* EXERCISE DETAILS *
Write the records out once more, exactly as they appear below.

* INFORMATION *
────────
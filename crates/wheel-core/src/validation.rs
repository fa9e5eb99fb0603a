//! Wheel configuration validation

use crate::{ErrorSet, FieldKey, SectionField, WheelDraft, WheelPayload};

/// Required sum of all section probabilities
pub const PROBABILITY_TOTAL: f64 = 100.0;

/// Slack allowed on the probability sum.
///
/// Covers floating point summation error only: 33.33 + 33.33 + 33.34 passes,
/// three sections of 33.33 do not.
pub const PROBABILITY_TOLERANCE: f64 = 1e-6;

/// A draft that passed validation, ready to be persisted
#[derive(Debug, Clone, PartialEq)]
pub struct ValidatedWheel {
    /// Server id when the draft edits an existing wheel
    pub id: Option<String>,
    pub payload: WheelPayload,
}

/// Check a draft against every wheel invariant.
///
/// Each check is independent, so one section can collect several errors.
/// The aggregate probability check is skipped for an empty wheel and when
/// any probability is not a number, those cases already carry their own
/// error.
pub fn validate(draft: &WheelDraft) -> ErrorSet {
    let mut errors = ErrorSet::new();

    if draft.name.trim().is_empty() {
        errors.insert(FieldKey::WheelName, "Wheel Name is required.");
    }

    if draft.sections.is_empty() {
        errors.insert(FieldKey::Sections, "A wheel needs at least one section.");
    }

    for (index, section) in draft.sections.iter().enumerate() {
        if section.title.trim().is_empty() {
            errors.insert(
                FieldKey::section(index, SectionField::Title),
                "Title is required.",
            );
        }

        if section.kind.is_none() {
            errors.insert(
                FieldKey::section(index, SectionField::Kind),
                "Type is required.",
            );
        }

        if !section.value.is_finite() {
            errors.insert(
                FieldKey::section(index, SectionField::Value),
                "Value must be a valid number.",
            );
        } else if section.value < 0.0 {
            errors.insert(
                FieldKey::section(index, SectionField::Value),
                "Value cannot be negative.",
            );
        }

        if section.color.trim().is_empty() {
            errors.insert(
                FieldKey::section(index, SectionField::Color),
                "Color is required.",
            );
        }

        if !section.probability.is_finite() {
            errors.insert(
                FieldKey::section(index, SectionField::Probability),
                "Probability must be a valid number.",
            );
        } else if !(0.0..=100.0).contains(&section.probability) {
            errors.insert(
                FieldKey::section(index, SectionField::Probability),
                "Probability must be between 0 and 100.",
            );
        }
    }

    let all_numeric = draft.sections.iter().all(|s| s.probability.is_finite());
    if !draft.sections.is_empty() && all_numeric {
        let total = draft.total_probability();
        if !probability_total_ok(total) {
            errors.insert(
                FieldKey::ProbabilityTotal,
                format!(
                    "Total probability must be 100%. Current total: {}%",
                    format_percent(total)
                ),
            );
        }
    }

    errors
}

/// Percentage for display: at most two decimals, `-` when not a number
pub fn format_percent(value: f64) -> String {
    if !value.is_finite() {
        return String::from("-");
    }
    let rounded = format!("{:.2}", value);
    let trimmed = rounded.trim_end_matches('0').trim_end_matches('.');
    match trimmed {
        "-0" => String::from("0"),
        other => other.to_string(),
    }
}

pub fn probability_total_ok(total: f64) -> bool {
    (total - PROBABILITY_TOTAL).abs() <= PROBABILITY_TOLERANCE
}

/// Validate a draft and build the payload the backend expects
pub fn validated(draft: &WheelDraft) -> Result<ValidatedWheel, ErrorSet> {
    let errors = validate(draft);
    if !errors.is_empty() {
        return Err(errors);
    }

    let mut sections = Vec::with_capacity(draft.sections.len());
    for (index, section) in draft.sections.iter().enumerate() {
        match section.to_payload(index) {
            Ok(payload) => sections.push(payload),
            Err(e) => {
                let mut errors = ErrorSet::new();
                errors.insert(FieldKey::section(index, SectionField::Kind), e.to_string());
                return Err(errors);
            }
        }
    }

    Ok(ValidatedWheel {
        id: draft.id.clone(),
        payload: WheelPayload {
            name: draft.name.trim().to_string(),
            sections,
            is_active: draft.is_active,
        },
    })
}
────────
* SOLUTION BELOW *
filename crates/wheel-core/src/validation.rs
repository fa9e5eb99fb0603a
//! Wheel configuration validation

use crate::{ErrorSet, FieldKey, SectionField, WheelDraft, WheelPayload};

/// Required sum of all section probabilities
pub const PROBABILITY_TOTAL: f64 = 100.0;

/// Slack allowed on the probability sum.
///
/// Covers floating point summation error only: 33.33 + 33.33 + 33.34 passes,
/// three sections of 33.33 do not.
pub const PROBABILITY_TOLERANCE: f64 = 1e-6;

/// A draft that passed validation, ready to be persisted
#[derive(Debug, Clone, PartialEq)]
pub struct ValidatedWheel {
    /// Server id when the draft edits an existing wheel
    pub id: Option<String>,
    pub payload: WheelPayload,
}

/// Check a draft against every wheel invariant.
///
/// Each check is independent, so one section can collect several errors.
/// The aggregate probability check is skipped for an empty wheel and when
/// any probability is not a number, those cases already carry their own
/// error.
pub fn validate(draft: &WheelDraft) -> ErrorSet {
    let mut errors = ErrorSet::new();

    if draft.name.trim().is_empty() {
        errors.insert(FieldKey::WheelName, "Wheel Name is required.");
    }

    if draft.sections.is_empty() {
        errors.insert(FieldKey::Sections, "A wheel needs at least one section.");
    }

    for (index, section) in draft.sections.iter().enumerate() {
        if section.title.trim().is_empty() {
            errors.insert(
                FieldKey::section(index, SectionField::Title),
                "Title is required.",
            );
        }

        if section.kind.is_none() {
            errors.insert(
                FieldKey::section(index, SectionField::Kind),
                "Type is required.",
            );
        }

        if !section.value.is_finite() {
            errors.insert(
                FieldKey::section(index, SectionField::Value),
                "Value must be a valid number.",
            );
        } else if section.value < 0.0 {
            errors.insert(
                FieldKey::section(index, SectionField::Value),
                "Value cannot be negative.",
            );
        }

        if section.color.trim().is_empty() {
            errors.insert(
                FieldKey::section(index, SectionField::Color),
                "Color is required.",
            );
        }

        if !section.probability.is_finite() {
            errors.insert(
                FieldKey::section(index, SectionField::Probability),
                "Probability must be a valid number.",
            );
        } else if !(0.0..=100.0).contains(&section.probability) {
            errors.insert(
                FieldKey::section(index, SectionField::Probability),
                "Probability must be between 0 and 100.",
            );
        }
    }

    let all_numeric = draft.sections.iter().all(|s| s.probability.is_finite());
    if !draft.sections.is_empty() && all_numeric {
        let total = draft.total_probability();
        if !probability_total_ok(total) {
            errors.insert(
                FieldKey::ProbabilityTotal,
                format!(
                    "Total probability must be 100%. Current total: {}%",
                    format_percent(total)
                ),
            );
        }
    }

    errors
}

/// Percentage for display: at most two decimals, `-` when not a number
pub fn format_percent(value: f64) -> String {
    if !value.is_finite() {
        return String::from("-");
    }
    let rounded = format!("{:.2}", value);
    let trimmed = rounded.trim_end_matches('0').trim_end_matches('.');
    match trimmed {
        "-0" => String::from("0"),
        other => other.to_string(),
    }
}

pub fn probability_total_ok(total: f64) -> bool {
    (total - PROBABILITY_TOTAL).abs() <= PROBABILITY_TOLERANCE
}

/// Validate a draft and build the payload the backend expects
pub fn validated(draft: &WheelDraft) -> Result<ValidatedWheel, ErrorSet> {
    let errors = validate(draft);
    if !errors.is_empty() {
        return Err(errors);
    }

    let mut sections = Vec::with_capacity(draft.sections.len());
    for (index, section) in draft.sections.iter().enumerate() {
        match section.to_payload(index) {
            Ok(payload) => sections.push(payload),
            Err(e) => {
                let mut errors = ErrorSet::new();
                errors.insert(FieldKey::section(index, SectionField::Kind), e.to_string());
                return Err(errors);
            }
        }
    }

    Ok(ValidatedWheel {
        id: draft.id.clone(),
        payload: WheelPayload {
            name: draft.name.trim().to_string(),
            sections,
            is_active: draft.is_active,
        },
    })
}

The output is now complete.